Calowachan - Missions

I was fortunate to spend a fine early autumn day on Calowachan in the Missions. I have skied on and around Calowachan, and it has always been a challenge. In summer, the peak is more accessible, but still a bit of an adventure. While the route and craggy peak were both engaging, it was the exceptional crew that made this particular outing so rewarding for me.

Kt regaled us with tales of the outdoor industry and filming powder skiing during the bushwack up the drainage. If you keep your eyes peeled, you will see Kt's images all over the ski world. The bushwack was not too bad, and soon we were on an intermittent climber's trail, heading straight up to treeline and the base of the Northwest ridge proper. We left the ridge a few hundred vertical feet below the summit, and scrambled the Northwest face to the top, which had a few moderate 4th class steps.

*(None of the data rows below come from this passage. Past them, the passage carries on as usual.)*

//! Pipeline schema definitions
//!
//! The schema is the static column-to-transformer assignment: an ordered
//! list of column groups, each handled by one transformer kind. Group order
//! is output order, so the schema fixes the layout of every feature vector.

use gemprice_core::{Column, ValueType};
use serde::{Deserialize, Serialize};

/// Version of the persisted pipeline layout
pub const PIPELINE_FORMAT_VERSION: u32 = 1;

/// Ordered column groups of a preprocessing pipeline
#[derive(Debug, Clone, Serialize, Deserialize, PartialEq)]
pub struct PipelineSchema {
    pub groups: Vec<ColumnGroup>,
}

impl PipelineSchema {
    pub fn new(groups: Vec<ColumnGroup>) -> Self {
        Self { groups }
    }

    /// Numeric, ordinal and nominal groups over the twelve tabular columns
    pub fn tabular() -> Self {
        Self::new(vec![
            ColumnGroup::numeric(vec![Column::Weight, Column::X, Column::Y, Column::Z]),
            ColumnGroup::ordinal(vec![
                Column::Cut,
                Column::Polish,
                Column::Symmetry,
                Column::Clarity,
                Column::Colour,
            ]),
            ColumnGroup::nominal(vec![Column::Fluorescence, Column::Shape, Column::ColourIsFancy]),
        ])
    }

    /// The tabular groups followed by the image group
    pub fn multimodal() -> Self {
        let mut schema = Self::tabular();
        schema.groups.push(ColumnGroup::image());
        schema
    }

    pub fn has_image_group(&self) -> bool {
        self.groups.iter().any(|g| g.kind == GroupKind::Image)
    }

    /// All columns in output order
    pub fn columns(&self) -> Vec<Column> {
        self.groups.iter().flat_map(|g| g.columns.iter().copied()).collect()
    }

    /// Check that the assignment is well formed
    pub fn validate(&self) -> Result<(), SchemaError> {
        if self.groups.is_empty() {
            return Err(SchemaError::EmptySchema);
        }

        let mut seen_groups: Vec<&str> = Vec::new();
        let mut seen_columns: Vec<Column> = Vec::new();
        let mut image_groups = 0;

        for group in &self.groups {
            if seen_groups.contains(&group.name.as_str()) {
                return Err(SchemaError::DuplicateGroup(group.name.clone()));
            }
            seen_groups.push(&group.name);

            if group.columns.is_empty() {
                return Err(SchemaError::EmptyGroup(group.name.clone()));
            }

            for column in &group.columns {
                if seen_columns.contains(column) {
                    return Err(SchemaError::DuplicateColumn(column.name().to_string()));
                }
                seen_columns.push(*column);

                if column.value_type() != group.kind.value_type() {
                    return Err(SchemaError::ColumnKind {
                        column: column.name().to_string(),
                        group: group.name.clone(),
                    });
                }
            }

            if group.kind == GroupKind::Image {
                image_groups += 1;
                if group.columns.len() != 1 {
                    return Err(SchemaError::InvalidImageGroup(format!(
                        "group '{}' must hold exactly one image column",
                        group.name
                    )));
                }
            }
        }

        if image_groups > 1 {
            return Err(SchemaError::InvalidImageGroup(
                "at most one image group is allowed".to_string(),
            ));
        }

        Ok(())
    }
}

/// One transformer applied to a list of columns
#[derive(Debug, Clone, Serialize, Deserialize, PartialEq)]
pub struct ColumnGroup {
    /// Group name, also the prefix of its feature names (`num__Weight`)
    pub name: String,
    pub kind: GroupKind,
    pub columns: Vec<Column>,
}

impl ColumnGroup {
    pub fn new(name: impl Into<String>, kind: GroupKind, columns: Vec<Column>) -> Self {
        Self {
            name: name.into(),
            kind,
            columns,
        }
    }

    pub fn numeric(columns: Vec<Column>) -> Self {
        Self::new("num", GroupKind::Numeric, columns)
    }

    pub fn ordinal(columns: Vec<Column>) -> Self {
        Self::new("ord", GroupKind::Ordinal, columns)
    }

    pub fn nominal(columns: Vec<Column>) -> Self {
        Self::new("nom", GroupKind::Nominal, columns)
    }

    pub fn image() -> Self {
        Self::new("img", GroupKind::Image, vec![Column::ImagePath])
    }
}

/// Transformer kind of a column group
#[derive(Debug, Clone, Copy, Serialize, Deserialize, PartialEq, Eq)]
#[serde(rename_all = "lowercase")]
pub enum GroupKind {
    /// Median imputation, then standard scaling
    Numeric,
    /// Most-frequent imputation, then rank encoding
    Ordinal,
    /// Most-frequent imputation, then one-hot encoding
    Nominal,
    /// Image path to pooled CNN embedding
    Image,
}

impl GroupKind {
    pub fn value_type(&self) -> ValueType {
        match self {
            GroupKind::Numeric => ValueType::Numeric,
            GroupKind::Ordinal | GroupKind::Nominal => ValueType::Categorical,
            GroupKind::Image => ValueType::ImagePath,
        }
    }
}

/// Errors raised while validating, fitting or applying a pipeline
#[derive(Debug, thiserror::Error)]
pub enum SchemaError {
    #[error("Schema cannot be empty")]
    EmptySchema,

    #[error("Group '{0}' has no columns")]
    EmptyGroup(String),

    #[error("Group '{0}' appears more than once")]
    DuplicateGroup(String),

    #[error("Column '{0}' is assigned to more than one group")]
    DuplicateColumn(String),

    #[error("Column '{column}' does not fit the transformer of group '{group}'")]
    ColumnKind { column: String, group: String },

    #[error("Invalid image group: {0}")]
    InvalidImageGroup(String),

    #[error("Invalid rank table: {0}")]
    InvalidRankTable(String),

    #[error("No rank table for ordinal column '{0}'")]
    MissingRankTable(String),

    #[error("Column '{0}' has no observed values to fit on")]
    NoObservedValues(String),

    #[error("Invalid fitted parameters: {0}")]
    InvalidParameters(String),

    #[error("Unsupported pipeline format version {0}")]
    UnsupportedVersion(u32),

    #[error("feature mismatch: {0}")]
    FeatureMismatch(String),

    #[error("Image embedder width {actual} does not match fitted image width {expected}")]
    EmbedderDim { expected: usize, actual: usize },

    #[error("Pipeline has an image group but no image embedder was supplied")]
    MissingEmbedder,

    #[error(transparent)]
    Core(#[from] gemprice_core::Error),
}

#[cfg(test)]
mod tests {
    use super::*;

    #[test]
    fn test_default_schemas_validate() {
        let tabular = PipelineSchema::tabular();
        tabular.validate().unwrap();
        assert_eq!(tabular.columns().len(), 12);
        assert!(!tabular.has_image_group());

        let multimodal = PipelineSchema::multimodal();
        multimodal.validate().unwrap();
        assert_eq!(multimodal.columns().len(), 13);
        assert_eq!(multimodal.columns().last(), Some(&Column::ImagePath));
    }

    #[test]
    fn test_empty_schema_error() {
        assert!(matches!(
            PipelineSchema::new(vec![]).validate(),
            Err(SchemaError::EmptySchema)
        ));
    }

    #[test]
    fn test_duplicate_column_rejected() {
        let schema = PipelineSchema::new(vec![
            ColumnGroup::numeric(vec![Column::Weight]),
            ColumnGroup::new("num2", GroupKind::Numeric, vec![Column::Weight]),
        ]);
        assert!(matches!(schema.validate(), Err(SchemaError::DuplicateColumn(c)) if c == "Weight"));
    }

    #[test]
    fn test_column_kind_rejected() {
        let schema = PipelineSchema::new(vec![ColumnGroup::ordinal(vec![Column::Weight])]);
        assert!(matches!(schema.validate(), Err(SchemaError::ColumnKind { .. })));

        let schema = PipelineSchema::new(vec![ColumnGroup::new(
            "img",
            GroupKind::Image,
            vec![Column::Shape],
        )]);
        assert!(matches!(schema.validate(), Err(SchemaError::ColumnKind { .. })));
    }

    #[test]
    fn test_serde_roundtrip() {
        let schema = PipelineSchema::multimodal();
        let json = serde_json::to_string(&schema).unwrap();
        assert!(json.contains("\"Colour_IsFancy\""));
        assert!(json.contains("\"image\""));
        let parsed: PipelineSchema = serde_json::from_str(&json).unwrap();
        assert_eq!(schema, parsed);
    }
}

Bushwacking socks and gaiters at the trailhead. Photo: Beau Fredlund
Bushwacking. Not too bad.
Kt, high on the Northwest face.
Natalie was in her element during the traverse to the South summit, and it was all I could do to keep up. By teaming up to scout tricky spots, we forged a route on the crest or east of the crest which had a bit of stout 4th class chimneying and many steep steps to navigate. Natalie is director of the Wilderness and Civilization program on campus, and it was fun if not a bit overwhelming to hear how she keeps the dynamic program thriving through a magical combination of vision, collaboration, and sheer dedication.
An enthusiastic point and a high five on the summit of Calowachan.
Kt on the traverse.
Leah on the traverse. Photo: Beau Fredlund
Beau and Kt coming up to the South summit.
Beau arrived on the south summit a few minutes after Natalie, Leah and me. After another long break, Beau pointed it to the south face, and I followed him down through beargrass, thick subalpine shrubs, and a few cliff bands. Based in Cooke City, Beau is one of the most dedicated backcountry skiers I know, and his calculated approach to ski mountaineering is inspiring. His quiet, intense demeanor and love of jazz music are both qualities that I can relate to, and his eye for aesthetics is a quality I can only hope to emulate. Check out the yurts, or better yet, hire Beartooth Powder guides to show you around next time you are in Cooke.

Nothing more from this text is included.